▶ _WHAT IS REQUIRED_
Among the entries, find the lines with the string "OrbitConfig" and copy them.

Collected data
>>>>

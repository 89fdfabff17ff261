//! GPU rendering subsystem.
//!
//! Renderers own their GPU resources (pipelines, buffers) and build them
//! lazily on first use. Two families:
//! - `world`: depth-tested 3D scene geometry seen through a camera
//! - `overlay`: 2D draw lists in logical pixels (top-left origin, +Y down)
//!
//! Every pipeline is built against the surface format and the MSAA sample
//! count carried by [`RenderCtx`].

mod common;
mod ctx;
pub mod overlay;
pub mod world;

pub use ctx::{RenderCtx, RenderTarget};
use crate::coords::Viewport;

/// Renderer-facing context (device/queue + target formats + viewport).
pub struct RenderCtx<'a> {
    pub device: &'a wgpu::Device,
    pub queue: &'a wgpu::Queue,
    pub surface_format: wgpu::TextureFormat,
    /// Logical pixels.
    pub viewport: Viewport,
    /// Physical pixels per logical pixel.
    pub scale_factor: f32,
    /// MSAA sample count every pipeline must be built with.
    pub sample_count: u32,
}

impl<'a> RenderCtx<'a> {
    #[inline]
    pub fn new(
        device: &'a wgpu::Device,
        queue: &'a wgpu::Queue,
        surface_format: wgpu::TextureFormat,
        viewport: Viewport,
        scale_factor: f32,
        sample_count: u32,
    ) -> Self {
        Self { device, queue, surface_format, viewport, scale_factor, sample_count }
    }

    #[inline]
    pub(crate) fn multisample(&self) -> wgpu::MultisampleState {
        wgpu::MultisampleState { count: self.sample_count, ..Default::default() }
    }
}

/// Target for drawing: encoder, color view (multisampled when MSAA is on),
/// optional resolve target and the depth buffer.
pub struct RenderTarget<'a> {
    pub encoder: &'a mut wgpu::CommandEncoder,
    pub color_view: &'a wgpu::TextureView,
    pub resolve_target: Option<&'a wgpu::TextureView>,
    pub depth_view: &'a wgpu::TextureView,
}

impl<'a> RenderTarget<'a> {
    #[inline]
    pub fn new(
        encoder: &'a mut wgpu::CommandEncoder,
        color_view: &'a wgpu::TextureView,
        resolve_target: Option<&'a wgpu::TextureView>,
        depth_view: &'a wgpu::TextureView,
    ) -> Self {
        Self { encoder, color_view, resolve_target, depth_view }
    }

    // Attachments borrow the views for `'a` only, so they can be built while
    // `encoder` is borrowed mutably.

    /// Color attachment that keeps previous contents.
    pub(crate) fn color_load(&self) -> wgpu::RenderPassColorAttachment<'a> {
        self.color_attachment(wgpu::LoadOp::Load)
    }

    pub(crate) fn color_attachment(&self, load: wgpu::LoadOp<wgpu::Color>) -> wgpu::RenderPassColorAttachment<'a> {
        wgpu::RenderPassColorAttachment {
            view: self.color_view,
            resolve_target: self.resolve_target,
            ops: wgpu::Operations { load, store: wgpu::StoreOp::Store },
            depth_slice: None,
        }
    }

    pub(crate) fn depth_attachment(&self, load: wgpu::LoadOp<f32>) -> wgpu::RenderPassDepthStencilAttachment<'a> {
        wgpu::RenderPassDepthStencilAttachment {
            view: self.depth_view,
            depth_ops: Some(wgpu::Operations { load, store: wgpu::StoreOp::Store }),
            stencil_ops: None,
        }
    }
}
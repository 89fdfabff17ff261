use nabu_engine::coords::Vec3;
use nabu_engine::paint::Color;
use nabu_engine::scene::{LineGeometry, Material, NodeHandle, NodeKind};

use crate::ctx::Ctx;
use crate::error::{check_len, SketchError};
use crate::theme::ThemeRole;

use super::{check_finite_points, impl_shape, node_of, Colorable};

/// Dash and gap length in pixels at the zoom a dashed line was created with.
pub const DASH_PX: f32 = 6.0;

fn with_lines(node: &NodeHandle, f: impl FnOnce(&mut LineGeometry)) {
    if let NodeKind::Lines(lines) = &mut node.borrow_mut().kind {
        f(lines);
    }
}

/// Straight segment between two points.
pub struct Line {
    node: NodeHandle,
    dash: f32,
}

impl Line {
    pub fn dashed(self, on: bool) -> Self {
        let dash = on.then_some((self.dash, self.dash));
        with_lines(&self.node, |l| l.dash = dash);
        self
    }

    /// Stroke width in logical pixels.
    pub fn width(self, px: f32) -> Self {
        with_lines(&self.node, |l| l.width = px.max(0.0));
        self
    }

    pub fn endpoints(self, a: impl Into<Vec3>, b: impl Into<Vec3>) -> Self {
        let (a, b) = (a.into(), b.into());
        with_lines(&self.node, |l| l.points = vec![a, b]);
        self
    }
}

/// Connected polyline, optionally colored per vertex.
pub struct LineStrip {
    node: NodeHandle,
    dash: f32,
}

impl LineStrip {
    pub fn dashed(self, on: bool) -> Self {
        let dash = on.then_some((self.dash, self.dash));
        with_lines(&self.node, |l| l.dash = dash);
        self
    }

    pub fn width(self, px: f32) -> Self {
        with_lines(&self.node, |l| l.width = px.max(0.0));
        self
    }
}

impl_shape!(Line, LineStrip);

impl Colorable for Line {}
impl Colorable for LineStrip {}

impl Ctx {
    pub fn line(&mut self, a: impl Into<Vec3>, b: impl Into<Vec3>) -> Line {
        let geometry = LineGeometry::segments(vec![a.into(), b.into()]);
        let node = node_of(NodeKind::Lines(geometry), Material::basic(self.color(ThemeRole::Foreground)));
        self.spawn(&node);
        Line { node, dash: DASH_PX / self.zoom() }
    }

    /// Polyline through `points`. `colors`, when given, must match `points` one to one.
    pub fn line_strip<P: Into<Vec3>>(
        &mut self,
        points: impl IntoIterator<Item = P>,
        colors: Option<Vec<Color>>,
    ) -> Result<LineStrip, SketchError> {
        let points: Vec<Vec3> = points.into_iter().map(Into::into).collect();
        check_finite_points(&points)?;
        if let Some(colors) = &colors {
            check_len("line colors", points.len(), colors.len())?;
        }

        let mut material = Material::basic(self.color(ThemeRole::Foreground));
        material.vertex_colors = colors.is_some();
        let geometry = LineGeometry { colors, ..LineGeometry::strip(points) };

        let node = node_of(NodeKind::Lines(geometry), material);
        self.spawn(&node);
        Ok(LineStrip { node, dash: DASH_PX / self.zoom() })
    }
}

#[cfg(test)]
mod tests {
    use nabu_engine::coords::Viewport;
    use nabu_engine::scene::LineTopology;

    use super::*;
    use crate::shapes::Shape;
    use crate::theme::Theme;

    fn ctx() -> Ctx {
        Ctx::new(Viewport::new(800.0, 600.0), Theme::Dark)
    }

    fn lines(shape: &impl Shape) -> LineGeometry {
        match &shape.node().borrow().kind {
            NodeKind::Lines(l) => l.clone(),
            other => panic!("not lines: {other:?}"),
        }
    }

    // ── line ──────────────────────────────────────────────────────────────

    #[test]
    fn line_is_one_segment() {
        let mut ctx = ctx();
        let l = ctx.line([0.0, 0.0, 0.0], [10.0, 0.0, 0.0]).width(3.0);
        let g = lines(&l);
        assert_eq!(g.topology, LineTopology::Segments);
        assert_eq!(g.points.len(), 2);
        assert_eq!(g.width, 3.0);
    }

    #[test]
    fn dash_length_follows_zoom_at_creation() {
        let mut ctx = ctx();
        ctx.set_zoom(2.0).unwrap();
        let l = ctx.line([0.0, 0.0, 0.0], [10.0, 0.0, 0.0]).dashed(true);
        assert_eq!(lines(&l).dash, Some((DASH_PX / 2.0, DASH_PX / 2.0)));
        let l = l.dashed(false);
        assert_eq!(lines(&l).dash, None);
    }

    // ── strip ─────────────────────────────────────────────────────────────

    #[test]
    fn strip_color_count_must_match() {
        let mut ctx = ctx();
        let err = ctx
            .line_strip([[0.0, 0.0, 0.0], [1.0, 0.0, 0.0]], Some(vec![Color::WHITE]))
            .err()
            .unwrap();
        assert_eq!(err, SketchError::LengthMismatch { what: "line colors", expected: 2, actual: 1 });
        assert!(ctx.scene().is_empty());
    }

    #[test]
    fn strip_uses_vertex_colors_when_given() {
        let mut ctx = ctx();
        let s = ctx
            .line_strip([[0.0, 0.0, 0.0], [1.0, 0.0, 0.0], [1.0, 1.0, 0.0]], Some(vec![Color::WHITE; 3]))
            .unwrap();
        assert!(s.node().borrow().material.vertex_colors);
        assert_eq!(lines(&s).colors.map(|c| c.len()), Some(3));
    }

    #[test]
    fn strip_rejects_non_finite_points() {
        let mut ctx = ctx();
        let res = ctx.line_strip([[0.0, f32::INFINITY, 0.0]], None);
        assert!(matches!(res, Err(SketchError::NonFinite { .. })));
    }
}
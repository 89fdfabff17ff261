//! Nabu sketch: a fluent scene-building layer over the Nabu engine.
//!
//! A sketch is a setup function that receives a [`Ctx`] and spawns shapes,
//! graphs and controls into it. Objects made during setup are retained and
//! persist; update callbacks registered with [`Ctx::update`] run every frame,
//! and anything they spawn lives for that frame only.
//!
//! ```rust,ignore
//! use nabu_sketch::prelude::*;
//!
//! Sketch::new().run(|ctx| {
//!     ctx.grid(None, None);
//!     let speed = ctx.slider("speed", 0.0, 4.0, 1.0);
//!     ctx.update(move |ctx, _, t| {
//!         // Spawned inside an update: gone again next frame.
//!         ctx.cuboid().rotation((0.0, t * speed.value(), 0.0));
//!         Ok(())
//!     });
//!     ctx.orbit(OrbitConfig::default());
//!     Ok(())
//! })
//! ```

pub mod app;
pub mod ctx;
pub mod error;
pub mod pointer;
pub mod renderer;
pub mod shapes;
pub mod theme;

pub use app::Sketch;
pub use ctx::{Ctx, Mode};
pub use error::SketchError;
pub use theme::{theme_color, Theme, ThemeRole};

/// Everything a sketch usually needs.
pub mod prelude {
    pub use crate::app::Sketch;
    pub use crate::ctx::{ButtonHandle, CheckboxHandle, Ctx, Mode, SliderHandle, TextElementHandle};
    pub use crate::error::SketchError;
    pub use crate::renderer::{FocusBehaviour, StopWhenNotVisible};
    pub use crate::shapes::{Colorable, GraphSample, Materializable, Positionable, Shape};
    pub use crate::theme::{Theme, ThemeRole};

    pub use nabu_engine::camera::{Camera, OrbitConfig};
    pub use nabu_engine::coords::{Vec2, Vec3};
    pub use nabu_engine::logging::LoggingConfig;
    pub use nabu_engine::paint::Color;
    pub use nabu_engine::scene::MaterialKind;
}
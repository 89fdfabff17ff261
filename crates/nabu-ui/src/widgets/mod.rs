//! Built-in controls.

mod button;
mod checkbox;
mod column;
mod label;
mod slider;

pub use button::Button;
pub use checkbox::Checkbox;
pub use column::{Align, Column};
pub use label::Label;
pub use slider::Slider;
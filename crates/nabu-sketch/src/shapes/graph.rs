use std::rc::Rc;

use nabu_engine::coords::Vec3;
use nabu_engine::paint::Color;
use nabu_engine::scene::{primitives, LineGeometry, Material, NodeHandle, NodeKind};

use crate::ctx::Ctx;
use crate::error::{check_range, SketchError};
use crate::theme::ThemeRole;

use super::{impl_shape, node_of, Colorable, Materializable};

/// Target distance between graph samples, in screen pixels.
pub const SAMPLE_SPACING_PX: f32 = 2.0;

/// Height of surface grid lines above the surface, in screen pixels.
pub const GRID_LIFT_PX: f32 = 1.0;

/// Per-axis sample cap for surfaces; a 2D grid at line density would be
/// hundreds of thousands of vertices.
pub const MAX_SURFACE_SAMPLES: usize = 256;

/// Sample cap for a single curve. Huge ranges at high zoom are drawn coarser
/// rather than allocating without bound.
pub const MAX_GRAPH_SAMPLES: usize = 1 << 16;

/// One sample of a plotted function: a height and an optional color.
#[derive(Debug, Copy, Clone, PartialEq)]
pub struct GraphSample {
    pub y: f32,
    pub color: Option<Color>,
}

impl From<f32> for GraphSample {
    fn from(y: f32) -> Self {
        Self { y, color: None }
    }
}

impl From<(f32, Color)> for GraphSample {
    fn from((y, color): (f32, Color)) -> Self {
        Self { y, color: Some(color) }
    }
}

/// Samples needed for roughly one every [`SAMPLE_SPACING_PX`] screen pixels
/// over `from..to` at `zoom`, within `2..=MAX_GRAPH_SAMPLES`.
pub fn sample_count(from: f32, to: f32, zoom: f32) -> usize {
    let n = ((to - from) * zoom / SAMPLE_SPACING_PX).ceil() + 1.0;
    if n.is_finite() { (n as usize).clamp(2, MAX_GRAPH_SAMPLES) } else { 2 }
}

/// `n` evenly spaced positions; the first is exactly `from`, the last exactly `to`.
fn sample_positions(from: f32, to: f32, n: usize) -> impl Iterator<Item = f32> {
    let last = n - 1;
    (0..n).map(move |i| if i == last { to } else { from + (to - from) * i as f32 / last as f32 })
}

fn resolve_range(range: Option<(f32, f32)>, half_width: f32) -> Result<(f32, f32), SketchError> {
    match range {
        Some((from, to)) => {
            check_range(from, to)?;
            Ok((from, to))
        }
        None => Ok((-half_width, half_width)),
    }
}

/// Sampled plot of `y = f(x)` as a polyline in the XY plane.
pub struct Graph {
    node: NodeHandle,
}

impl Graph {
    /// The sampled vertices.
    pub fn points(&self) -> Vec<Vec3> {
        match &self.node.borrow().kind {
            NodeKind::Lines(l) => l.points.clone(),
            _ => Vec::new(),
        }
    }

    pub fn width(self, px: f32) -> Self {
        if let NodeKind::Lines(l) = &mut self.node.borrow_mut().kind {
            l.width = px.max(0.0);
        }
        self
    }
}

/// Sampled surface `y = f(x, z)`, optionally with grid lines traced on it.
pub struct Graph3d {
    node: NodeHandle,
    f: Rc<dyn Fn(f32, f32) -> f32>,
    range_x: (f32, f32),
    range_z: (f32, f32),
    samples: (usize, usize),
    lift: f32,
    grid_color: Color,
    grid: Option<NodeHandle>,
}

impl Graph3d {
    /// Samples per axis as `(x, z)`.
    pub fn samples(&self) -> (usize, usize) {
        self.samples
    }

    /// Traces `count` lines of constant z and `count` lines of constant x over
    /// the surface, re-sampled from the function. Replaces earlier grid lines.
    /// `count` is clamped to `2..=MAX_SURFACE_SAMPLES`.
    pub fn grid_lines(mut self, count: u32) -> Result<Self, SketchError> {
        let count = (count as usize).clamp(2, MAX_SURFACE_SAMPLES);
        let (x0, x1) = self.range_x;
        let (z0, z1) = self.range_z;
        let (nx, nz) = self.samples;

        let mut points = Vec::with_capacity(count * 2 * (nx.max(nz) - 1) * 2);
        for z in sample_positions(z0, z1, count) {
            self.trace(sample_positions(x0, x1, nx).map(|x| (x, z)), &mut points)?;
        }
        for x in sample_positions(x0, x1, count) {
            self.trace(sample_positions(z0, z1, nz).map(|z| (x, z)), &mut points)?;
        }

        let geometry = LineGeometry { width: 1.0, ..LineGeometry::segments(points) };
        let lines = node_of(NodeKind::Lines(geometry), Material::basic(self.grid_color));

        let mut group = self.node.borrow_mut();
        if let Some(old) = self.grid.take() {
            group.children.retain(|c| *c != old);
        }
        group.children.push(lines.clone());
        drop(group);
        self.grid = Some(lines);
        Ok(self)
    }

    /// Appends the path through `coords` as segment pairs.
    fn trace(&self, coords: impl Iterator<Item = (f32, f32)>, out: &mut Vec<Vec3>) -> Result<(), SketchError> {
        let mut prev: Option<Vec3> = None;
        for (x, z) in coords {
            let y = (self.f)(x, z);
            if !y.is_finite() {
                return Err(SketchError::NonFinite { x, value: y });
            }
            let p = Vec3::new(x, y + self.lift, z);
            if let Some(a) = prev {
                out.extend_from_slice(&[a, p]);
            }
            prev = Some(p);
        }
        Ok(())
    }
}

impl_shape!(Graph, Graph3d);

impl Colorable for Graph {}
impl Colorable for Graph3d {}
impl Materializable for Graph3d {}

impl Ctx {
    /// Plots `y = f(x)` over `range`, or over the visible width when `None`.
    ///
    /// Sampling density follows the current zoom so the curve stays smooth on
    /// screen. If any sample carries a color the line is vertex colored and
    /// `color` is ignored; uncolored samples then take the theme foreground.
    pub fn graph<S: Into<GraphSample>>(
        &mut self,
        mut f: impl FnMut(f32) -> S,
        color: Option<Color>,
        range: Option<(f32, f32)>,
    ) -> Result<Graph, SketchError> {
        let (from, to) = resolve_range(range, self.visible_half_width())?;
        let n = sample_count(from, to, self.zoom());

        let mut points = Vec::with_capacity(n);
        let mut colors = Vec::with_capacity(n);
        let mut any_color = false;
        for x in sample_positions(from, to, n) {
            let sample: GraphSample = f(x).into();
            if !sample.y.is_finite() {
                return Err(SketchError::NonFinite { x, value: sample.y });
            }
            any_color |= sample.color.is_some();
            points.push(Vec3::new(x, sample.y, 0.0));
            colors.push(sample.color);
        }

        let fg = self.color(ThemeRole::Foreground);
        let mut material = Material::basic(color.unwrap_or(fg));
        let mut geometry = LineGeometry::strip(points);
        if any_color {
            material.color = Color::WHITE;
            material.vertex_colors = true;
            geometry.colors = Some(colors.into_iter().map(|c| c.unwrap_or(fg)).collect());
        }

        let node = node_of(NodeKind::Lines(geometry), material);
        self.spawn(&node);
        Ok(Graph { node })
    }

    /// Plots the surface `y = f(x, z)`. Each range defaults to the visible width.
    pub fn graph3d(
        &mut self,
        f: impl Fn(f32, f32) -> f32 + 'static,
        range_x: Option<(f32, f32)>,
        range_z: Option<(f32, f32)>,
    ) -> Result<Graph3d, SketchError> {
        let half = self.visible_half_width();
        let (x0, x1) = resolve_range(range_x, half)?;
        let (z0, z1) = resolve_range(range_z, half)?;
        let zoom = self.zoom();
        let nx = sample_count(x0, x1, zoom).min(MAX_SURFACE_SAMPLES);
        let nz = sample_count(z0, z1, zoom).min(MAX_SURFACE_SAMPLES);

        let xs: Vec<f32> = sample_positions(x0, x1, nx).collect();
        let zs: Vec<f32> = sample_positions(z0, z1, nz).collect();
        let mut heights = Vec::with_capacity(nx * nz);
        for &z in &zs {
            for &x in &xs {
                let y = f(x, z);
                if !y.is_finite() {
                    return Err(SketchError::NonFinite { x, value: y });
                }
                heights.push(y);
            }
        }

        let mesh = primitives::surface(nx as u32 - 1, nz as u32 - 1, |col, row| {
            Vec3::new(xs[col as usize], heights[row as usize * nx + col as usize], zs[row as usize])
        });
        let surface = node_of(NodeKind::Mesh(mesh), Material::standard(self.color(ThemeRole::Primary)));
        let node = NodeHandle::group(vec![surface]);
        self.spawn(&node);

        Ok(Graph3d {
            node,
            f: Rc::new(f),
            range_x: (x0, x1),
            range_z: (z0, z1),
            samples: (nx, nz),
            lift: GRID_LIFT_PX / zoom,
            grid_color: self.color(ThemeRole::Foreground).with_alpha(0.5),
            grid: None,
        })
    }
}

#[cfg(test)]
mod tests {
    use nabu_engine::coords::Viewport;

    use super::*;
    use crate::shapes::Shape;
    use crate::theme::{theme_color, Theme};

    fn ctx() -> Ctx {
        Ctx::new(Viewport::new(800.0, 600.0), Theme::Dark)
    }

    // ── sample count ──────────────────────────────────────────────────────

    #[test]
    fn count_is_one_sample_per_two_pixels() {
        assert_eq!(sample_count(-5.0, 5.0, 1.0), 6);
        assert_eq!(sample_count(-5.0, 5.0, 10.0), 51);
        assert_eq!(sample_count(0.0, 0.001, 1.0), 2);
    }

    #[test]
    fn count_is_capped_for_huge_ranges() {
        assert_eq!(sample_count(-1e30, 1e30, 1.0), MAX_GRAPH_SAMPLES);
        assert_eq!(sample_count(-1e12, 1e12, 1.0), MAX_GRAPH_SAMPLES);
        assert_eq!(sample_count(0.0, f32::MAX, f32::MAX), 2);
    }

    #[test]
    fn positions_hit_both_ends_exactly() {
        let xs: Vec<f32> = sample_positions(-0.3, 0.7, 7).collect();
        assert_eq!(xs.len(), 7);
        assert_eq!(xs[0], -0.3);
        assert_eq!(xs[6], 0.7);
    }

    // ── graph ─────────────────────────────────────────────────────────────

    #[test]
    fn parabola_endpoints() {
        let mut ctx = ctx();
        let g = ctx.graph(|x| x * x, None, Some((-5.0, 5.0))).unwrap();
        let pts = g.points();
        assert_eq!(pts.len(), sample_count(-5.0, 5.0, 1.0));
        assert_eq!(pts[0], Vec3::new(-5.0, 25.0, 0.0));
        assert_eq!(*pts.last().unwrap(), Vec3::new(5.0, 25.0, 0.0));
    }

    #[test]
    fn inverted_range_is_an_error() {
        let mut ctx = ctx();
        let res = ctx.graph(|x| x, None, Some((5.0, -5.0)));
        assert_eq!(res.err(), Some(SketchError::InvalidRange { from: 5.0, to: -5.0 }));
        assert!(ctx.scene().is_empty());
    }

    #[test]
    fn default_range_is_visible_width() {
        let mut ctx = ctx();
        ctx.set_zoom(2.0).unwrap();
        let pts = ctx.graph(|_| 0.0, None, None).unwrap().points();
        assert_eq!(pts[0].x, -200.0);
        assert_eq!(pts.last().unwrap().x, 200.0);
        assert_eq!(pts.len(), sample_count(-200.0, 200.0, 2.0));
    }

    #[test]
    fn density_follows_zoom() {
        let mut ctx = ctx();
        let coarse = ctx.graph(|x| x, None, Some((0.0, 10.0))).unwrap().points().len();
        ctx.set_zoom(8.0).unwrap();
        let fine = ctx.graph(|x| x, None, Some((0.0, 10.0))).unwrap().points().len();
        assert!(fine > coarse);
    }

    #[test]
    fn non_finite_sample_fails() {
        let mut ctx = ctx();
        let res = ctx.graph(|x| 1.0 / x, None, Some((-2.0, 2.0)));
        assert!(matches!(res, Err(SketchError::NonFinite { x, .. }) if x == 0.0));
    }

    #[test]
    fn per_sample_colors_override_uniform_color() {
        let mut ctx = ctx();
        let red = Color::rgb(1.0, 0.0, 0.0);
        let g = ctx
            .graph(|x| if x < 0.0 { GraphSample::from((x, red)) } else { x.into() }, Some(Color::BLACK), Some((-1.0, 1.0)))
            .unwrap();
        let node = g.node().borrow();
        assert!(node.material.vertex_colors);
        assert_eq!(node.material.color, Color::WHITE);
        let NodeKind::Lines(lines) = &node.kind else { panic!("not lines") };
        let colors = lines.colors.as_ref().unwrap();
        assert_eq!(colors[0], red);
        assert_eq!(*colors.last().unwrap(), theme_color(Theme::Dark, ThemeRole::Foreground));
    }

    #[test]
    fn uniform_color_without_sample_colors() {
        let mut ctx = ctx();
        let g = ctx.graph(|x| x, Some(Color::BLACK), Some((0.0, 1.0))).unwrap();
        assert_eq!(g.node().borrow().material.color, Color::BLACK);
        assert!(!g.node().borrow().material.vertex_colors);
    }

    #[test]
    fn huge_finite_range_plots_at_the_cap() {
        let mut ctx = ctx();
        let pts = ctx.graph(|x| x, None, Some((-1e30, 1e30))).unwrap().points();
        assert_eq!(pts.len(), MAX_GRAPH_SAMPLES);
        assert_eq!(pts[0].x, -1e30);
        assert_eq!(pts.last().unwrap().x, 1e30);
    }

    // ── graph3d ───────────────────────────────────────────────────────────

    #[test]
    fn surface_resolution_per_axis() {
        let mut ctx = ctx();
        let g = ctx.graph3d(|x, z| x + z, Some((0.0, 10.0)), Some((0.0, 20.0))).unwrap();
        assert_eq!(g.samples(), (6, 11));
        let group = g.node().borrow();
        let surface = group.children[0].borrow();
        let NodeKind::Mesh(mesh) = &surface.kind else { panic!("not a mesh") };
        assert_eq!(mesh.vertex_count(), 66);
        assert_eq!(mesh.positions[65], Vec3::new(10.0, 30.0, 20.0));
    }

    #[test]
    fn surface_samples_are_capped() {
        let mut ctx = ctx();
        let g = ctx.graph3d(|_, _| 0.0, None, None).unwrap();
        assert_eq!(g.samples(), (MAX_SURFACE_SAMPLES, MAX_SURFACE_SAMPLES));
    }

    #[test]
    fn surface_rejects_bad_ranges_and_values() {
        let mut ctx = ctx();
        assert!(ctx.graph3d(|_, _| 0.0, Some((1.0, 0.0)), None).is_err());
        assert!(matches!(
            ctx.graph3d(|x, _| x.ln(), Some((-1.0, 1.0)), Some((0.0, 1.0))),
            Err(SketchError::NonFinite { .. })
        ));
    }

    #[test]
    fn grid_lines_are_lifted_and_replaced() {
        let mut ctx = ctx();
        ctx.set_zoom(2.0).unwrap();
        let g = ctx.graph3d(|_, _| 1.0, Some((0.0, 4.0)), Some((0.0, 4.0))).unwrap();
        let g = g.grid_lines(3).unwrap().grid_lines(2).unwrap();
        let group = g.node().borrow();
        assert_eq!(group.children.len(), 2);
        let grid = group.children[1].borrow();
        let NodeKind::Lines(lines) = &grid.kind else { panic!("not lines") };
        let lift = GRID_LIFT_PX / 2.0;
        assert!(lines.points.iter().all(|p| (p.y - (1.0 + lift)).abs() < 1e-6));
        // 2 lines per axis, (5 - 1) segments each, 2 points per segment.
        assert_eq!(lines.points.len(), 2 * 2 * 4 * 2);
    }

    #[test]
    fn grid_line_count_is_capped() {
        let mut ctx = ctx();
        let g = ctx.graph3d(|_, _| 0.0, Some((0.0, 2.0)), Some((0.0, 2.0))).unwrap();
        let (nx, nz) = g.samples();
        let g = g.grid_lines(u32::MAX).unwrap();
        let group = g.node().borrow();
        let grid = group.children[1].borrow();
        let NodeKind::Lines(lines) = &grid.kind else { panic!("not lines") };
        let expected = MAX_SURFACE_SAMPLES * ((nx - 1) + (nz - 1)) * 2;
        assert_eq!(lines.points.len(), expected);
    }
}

<<<<

▶ _EXERCISE RESPONSE_
//!     ctx.orbit(OrbitConfig::default());
    pub use nabu_engine::camera::{Camera, OrbitConfig};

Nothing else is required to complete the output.